* Task instructions
From the records below, count the lines holding the string "arrive". Only the number is wanted.

------------------------------------

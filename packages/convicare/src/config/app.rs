use super::session::MIN_SECRET_LEN;
use super::{
    DatabaseConfig, LogConfig, ServerConfig, SessionConfig, CV_PREFIX, DEFAULT_CONFIG_FILE_PATH,
};
use crate::config::LogFormat;
use crate::error::{ConfigError, Error};
use crate::Args;
use config::{Config, Environment};
use regex::Regex;
use serde::Deserialize;
use std::path::PathBuf;

#[derive(Clone, Debug, Deserialize)]
pub struct AppConfig {
    #[serde(default)]
    pub server: ServerConfig,
    pub database: DatabaseConfig,
    pub session: SessionConfig,
    #[serde(default)]
    pub log: LogConfig,
    #[serde(default)]
    pub prometheus: PrometheusConfig,
}

#[derive(Clone, Debug, Deserialize)]
pub struct PrometheusConfig {
    #[serde(default)]
    pub enabled: bool,

    #[serde(default = "PrometheusConfig::default_port")]
    pub port: u16,
}

/// Config defaults to a file called `convicare.toml` in the current directory.
/// Variable names should match the struct field names.
///
/// ENV vars can be used to override file settings.
///
/// ENV vars must be prefixed with `CV_`.
///
impl AppConfig {
    pub fn default_path() -> String {
        DEFAULT_CONFIG_FILE_PATH.to_string()
    }

    pub fn load(args: &Args) -> Result<AppConfig, Error> {
        // Log a warning to user that config file is missing
        if !PathBuf::from(&args.config_file_path).exists() {
            println!(
                "Configuration file was not found: {}",
                args.config_file_path
            );
            println!("Loading config values from environment variables.");
        }
        let mut config = AppConfig::build(&args.config_file_path)?;

        // If log level is default, it has not been set by the user in config
        if config.log.level == LogConfig::default_log_level() {
            config.log.level = args.log_level;
        }

        // If log format is default, it has not been set by the user in config
        if config.log.format == LogConfig::default_log_format() {
            config.log.format = args.log_format;
        }

        Ok(config)
    }

    pub fn build(path: &str) -> Result<Self, Error> {
        // For parsing top-level values such as CV_HOST, CV_PORT
        // and for parsing nested env values such as CV_DATABASE__HOST, CV_DATABASE__PORT
        let cv_env_source = Environment::with_prefix(CV_PREFIX)
            .try_parsing(true)
            .separator("__")
            .prefix_separator("_");

        let config: Self = Config::builder()
            .add_source(config::File::with_name(path).required(false))
            .add_source(cv_env_source)
            .build()?
            .try_deserialize()
            .map_err(parameter_error)?;

        config.validate()?;

        Ok(config)
    }

    fn validate(&self) -> Result<(), ConfigError> {
        if self.session.secret.len() < MIN_SECRET_LEN {
            return Err(ConfigError::SessionSecretTooShort {
                min: MIN_SECRET_LEN,
            });
        }
        if self.database.pool_size == 0 {
            return Err(ConfigError::InvalidParameter {
                name: "database.pool_size".to_string(),
                value: "0".to_string(),
            });
        }
        Ok(())
    }

    pub fn use_structured_logging(&self) -> bool {
        matches!(self.log.format, LogFormat::Structured)
    }

    ///
    /// Returns true if Prometheus export is enabled
    ///
    pub fn prometheus_enabled(&self) -> bool {
        self.prometheus.enabled
    }
}

impl PrometheusConfig {
    pub fn default_port() -> u16 {
        9930
    }
}

impl Default for PrometheusConfig {
    fn default() -> Self {
        PrometheusConfig {
            enabled: false,
            port: PrometheusConfig::default_port(),
        }
    }
}

///
/// Names the offending parameter of a deserialization failure.
///
/// Missing fields arrive as `NotFound` with the dotted path, eg `session.secret`.
/// Bad enum values arrive as a `Message`, possibly wrapped in `At` with the key.
///
fn parameter_error(err: config::ConfigError) -> Error {
    match err {
        config::ConfigError::NotFound(name) => ConfigError::MissingParameter { name }.into(),
        config::ConfigError::At {
            error,
            origin,
            key: Some(key),
        } => match *error {
            config::ConfigError::Message(ref s) if s.contains("does not have variant constructor") => {
                let (_, value) = extract_invalid_field(s);
                ConfigError::InvalidParameter { name: key, value }.into()
            }
            error => config::ConfigError::At {
                error: Box::new(error),
                origin,
                key: Some(key),
            }
            .into(),
        },
        config::ConfigError::Message(s) => {
            if s.contains("missing field") {
                let name = extract_field_name(&s).map_or("unknown".to_string(), |s| s);
                ConfigError::MissingParameter { name }.into()
            } else if s.contains("does not have variant constructor") {
                let (name, value) = extract_invalid_field(&s);
                ConfigError::InvalidParameter { name, value }.into()
            } else {
                config::ConfigError::Message(s).into()
            }
        }
        _ => err.into(),
    }
}

///
/// Extracts a field name (if present) from a config::ConfigError::Message
/// This is called when a ConfigError message contains the string `missing field`
///
fn extract_field_name(input: &str) -> Option<String> {
    let re = Regex::new(r"`(\w+)`").ok()?;
    re.captures(input)
        .and_then(|caps| caps.get(1).map(|m| m.as_str().to_string()))
}

///
/// Extracts a field name (if present) from a config::ConfigError::Message
/// This is called in `build` if a ConfigError message contains the string `does not have variant constructor`
///
/// Error string is `enum {name} does not have variant constructor {value}`
///
fn extract_invalid_field(input: &str) -> (String, String) {
    let words = input.split(' ').collect::<Vec<_>>();

    let default_name = "unknown".to_string();
    let default_val = "".to_string();

    if !input.starts_with("enum") {
        return (default_name, default_val);
    }

    let name = words
        .get(1)
        .map_or(default_name.to_owned(), |w| w.to_string());

    let value = words
        .last()
        .map_or(default_val.to_owned(), |w| w.to_string());

    (name, value)
}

------------------------------------

* Written response
2